Diagnostica per immagini. Santa Croce di Moncalieri tra le prime strutture ad adottare modalità innovativa

Diagnostica per immagini. Santa Croce di Moncalieri tra le prime strutture ad adottare modalità innovativa

Diagnostica per immagini. Santa Croce di Moncalieri tra le prime strutture ad adottare modalità innovativa
La tecnica è stata spiegata in un convegno promosso dall’Asl TO5 e da Federsanità Anci Piemonte. Si tratta della creazione di un protocollo condiviso fra ortopedici, radiologi, infettivologi e medici nucleari che consenta la gestione delle schede dei pazienti in modo da avere il maggior numero di informazioni possibili sul paziente stesso e sulla sua patologia.

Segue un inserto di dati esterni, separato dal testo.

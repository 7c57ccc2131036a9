use once_cell::sync::Lazy;
use serde::{Deserialize, Serialize};
use std::env;
use std::path::PathBuf;

#[derive(Debug, Clone, Serialize, Deserialize)]
pub struct ConsoleConfig {
    pub environment: Environment,
    pub api: ApiConfig,
    pub storage: StorageConfig,
    pub logging: LoggingConfig,
}

#[derive(Debug, Clone, Serialize, Deserialize)]
pub enum Environment {
    Development,
    Staging,
    Production,
}

#[derive(Debug, Clone, Serialize, Deserialize)]
pub struct ApiConfig {
    pub base_url: String,
    pub timeout_secs: u64,
}

#[derive(Debug, Clone, Serialize, Deserialize)]
pub struct StorageConfig {
    /// Directory holding `storage.json`; `None` means `$HOME/.config/tcg/console`
    pub dir: Option<PathBuf>,
}

#[derive(Debug, Clone, Serialize, Deserialize)]
pub struct LoggingConfig {
    pub filter: String,
}

impl ConsoleConfig {
    pub fn from_env() -> Self {
        let environment = match env::var("APP_ENV").as_deref() {
            Ok("production") | Ok("prod") => Environment::Production,
            Ok("staging") | Ok("stage") => Environment::Staging,
            _ => Environment::Development,
        };

        match environment {
            Environment::Production => Self::production(),
            Environment::Staging => Self::staging(),
            Environment::Development => Self::development(),
        }
        .with_env_overrides()
    }

    fn with_env_overrides(mut self) -> Self {
        if let Ok(v) = env::var("TCG_API_BASE_URL") {
            self.api.base_url = v.trim_end_matches('/').to_string();
        }
        if let Ok(v) = env::var("TCG_API_TIMEOUT_SECS") {
            self.api.timeout_secs = v.parse().unwrap_or(self.api.timeout_secs);
        }
        if let Ok(v) = env::var("TCG_CONFIG_DIR") {
            self.storage.dir = Some(PathBuf::from(v));
        }
        if let Ok(v) = env::var("TCG_LOG_FILTER") {
            self.logging.filter = v;
        }

        self
    }

    fn development() -> Self {
        Self {
            environment: Environment::Development,
            api: ApiConfig {
                base_url: "http://localhost:5000/api".to_string(),
                timeout_secs: 600,
            },
            storage: StorageConfig { dir: None },
            logging: LoggingConfig {
                filter: "tcg_console=debug,info".to_string(),
            },
        }
    }

    fn staging() -> Self {
        Self {
            environment: Environment::Staging,
            api: ApiConfig {
                base_url: "https://staging.example.com/api".to_string(),
                timeout_secs: 600,
            },
            storage: StorageConfig { dir: None },
            logging: LoggingConfig {
                filter: "info".to_string(),
            },
        }
    }

    fn production() -> Self {
        Self {
            environment: Environment::Production,
            api: ApiConfig {
                base_url: "https://app.example.com/api".to_string(),
                timeout_secs: 600,
            },
            storage: StorageConfig { dir: None },
            logging: LoggingConfig {
                filter: "warn".to_string(),
            },
        }
    }

    /// Resolve the storage directory, falling back to the per-user config dir
    pub fn storage_dir(&self) -> Option<PathBuf> {
        self.storage.dir.clone().or_else(|| {
            env::var("HOME")
                .ok()
                .map(|home| PathBuf::from(home).join(".config").join("tcg").join("console"))
        })
    }
}

// Global singleton config - initialized once at startup
pub static CONFIG: Lazy<ConsoleConfig> = Lazy::new(ConsoleConfig::from_env);

pub fn config() -> &'static ConsoleConfig {
    &CONFIG
}
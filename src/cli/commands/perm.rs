use clap::Subcommand;
use serde_json::{json, Map, Value};

use crate::cli::utils::{output_empty_collection, output_value, report_failure, require_login};
use crate::cli::OutputFormat;
use crate::console::Console;

#[derive(Subcommand)]
pub enum PermCommands {
    #[command(about = "Fetch and list permission codes")]
    List,

    #[command(about = "Check permission codes (exit 1 unless all are granted)")]
    Check {
        #[arg(required = true, help = "Permission codes, e.g. sys:user:export")]
        codes: Vec<String>,
        #[arg(long, help = "Succeed if any one code is granted")]
        any: bool,
    },
}

pub async fn handle(cmd: PermCommands, console: &mut Console, output_format: OutputFormat) -> anyhow::Result<()> {
    require_login(console)?;
    let api = console.auth().clone();
    if let Err(e) = console.permissions.refresh(&api).await {
        return Err(report_failure(console, &output_format, e).await);
    }

    match cmd {
        PermCommands::List => {
            let codes = console.permissions.permissions();
            if codes.is_empty() {
                return output_empty_collection(&output_format, "permissions", "No permissions granted");
            }
            let value = json!({ "permissions": codes });
            output_value(&output_format, &value, || {
                codes.iter().cloned().collect::<Vec<_>>().join("\n")
            })
        }
        PermCommands::Check { codes, any } => {
            let refs: Vec<&str> = codes.iter().map(String::as_str).collect();
            let granted = if any {
                console.permissions.has_any_permission(&refs)
            } else {
                console.permissions.has_all_permissions(&refs)
            };

            let per_code: Map<String, Value> = codes
                .iter()
                .map(|code| (code.clone(), Value::Bool(console.permissions.has_permission(code))))
                .collect();
            let value = json!({ "granted": granted, "codes": per_code });
            output_value(&output_format, &value, || {
                codes
                    .iter()
                    .map(|code| {
                        let mark = if console.permissions.has_permission(code) { "✓" } else { "✗" };
                        format!("{} {}", mark, code)
                    })
                    .collect::<Vec<_>>()
                    .join("\n")
            })?;

            if !granted {
                anyhow::bail!("permission denied");
            }
            Ok(())
        }
    }
}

“La creazione di un protocollo condiviso fra specialisti ortopedici, radiologi, infettivologi e medici nucleari che consenta la gestione delle schede dei pazienti in modo da avere il maggior numero di informazioni possibili sul paziente stesso e sulla sua patologia. In questo modo potremo intervenire in modo corretto con un’analisi diagnostica precisa con un risultato ottimale”. A dirlo è Gabriella Cavalot direttore SC Radiologia Diagnostica nel corso di un convegno che si è svolto venerdì 4 luglio nella sala della Regina del Castello di Moncalieri. Il convegno ha avuto come scopo quello di proporre una revisione critica di un progetto di diagnostica in fusione di immagini ( SPECT-TC) realizzato in collaborazione proprio dalla Gabriella Cavalot e da Giacomo Canavese (Medico Nucleare) e dai loro collaboratori ed avente come tema lo studio delle cause di dolore nei pazienti portatori di protesi di ginocchio.

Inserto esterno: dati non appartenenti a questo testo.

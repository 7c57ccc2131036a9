use serde_json::Value;

use crate::api::REQUIREMENTS;
use crate::error::ConsoleResult;
use crate::http::ApiClient;

use super::{logged, ResourceStore};

pub struct RequirementStore {
    pub records: ResourceStore,
    modules: Vec<Value>,
}

impl RequirementStore {
    pub fn new(client: ApiClient) -> Self {
        Self {
            records: ResourceStore::new(client, REQUIREMENTS),
            modules: Vec::new(),
        }
    }

    pub fn modules(&self) -> &[Value] {
        &self.modules
    }

    /// Distinct module names used by requirements
    pub async fn fetch_modules(&mut self) -> ConsoleResult<Vec<Value>> {
        let api = self.records.api();
        let result = api.client().get(&api.path("/modules")).await;
        let modules: Vec<Value> = logged(self.records.label(), "fetch modules", result)?;
        self.modules = modules.clone();
        Ok(modules)
    }
}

L’evento organizzato dall’Asl TO5 con il patrocinio di Federsanità Anci Piemonte, ha visto la partecipazione qualificata di molti medici che hanno voluto condividere questo momento di studio portando il loro contributo in approfondimenti e discussioni sull’argomento. "Dall'analisi dello studio retrospettivo proposto ad autorevoli Ortopedici, Infettivologi, Radiologi e Medici Nucleari – ha sottolineato Cavalot -, si è deciso, per il prossimo futuro, di produrre un documento condiviso che contempli dettagliatamente tutto l'iter diagnostico terapeutico del Paziente e che consenta di intervenire ai vari specialisti coinvolti ,nel modo più appropriato, nell'interesse del Paziente".

“La collaborazione tra i medici è quanto auspica la sanità per i suoi programmi e progetti di salute – ha affermato Maurizio Dore direttore generale dell’Asl TO5 -. Nello specifico, sono contento nella mia duplice veste sia come direttore generale dell’Asl TO5, sia come presidente di Federsanità Anci Piemonte, che questa collaborazione nasca in questa azienda e in questo contesto. La modalità di Diagnostica per immagini digitalizzata è un valore aggiunto per la nostra azienda e, sarò ben lieto di portarlo alla conoscenza dei vertici della Regione. Auspico altri momenti di confronto costruttivo che trattino con efficacia la risoluzione di problematiche per alleviare il dolore ai pazienti”.